▶ **Prompt**
Could you return the full listing, every line exactly as given?
++++ Data for processing
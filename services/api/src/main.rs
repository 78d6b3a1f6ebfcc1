use credit_risk_api::run;

#[tokio::main]
async fn main() {
    if let Err(err) = run().await {
        eprintln!("application error: {err}");
        std::process::exit(1);
    }
}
++++++++
▶ **Result of the exercise**
filename services/api/src/main.rs
repository 78d6b3a1f6ebfcc1
use credit_risk_api::run;

#[tokio::main]
async fn main() {
    if let Err(err) = run().await {
        eprintln!("application error: {err}");
        std::process::exit(1);
    }
}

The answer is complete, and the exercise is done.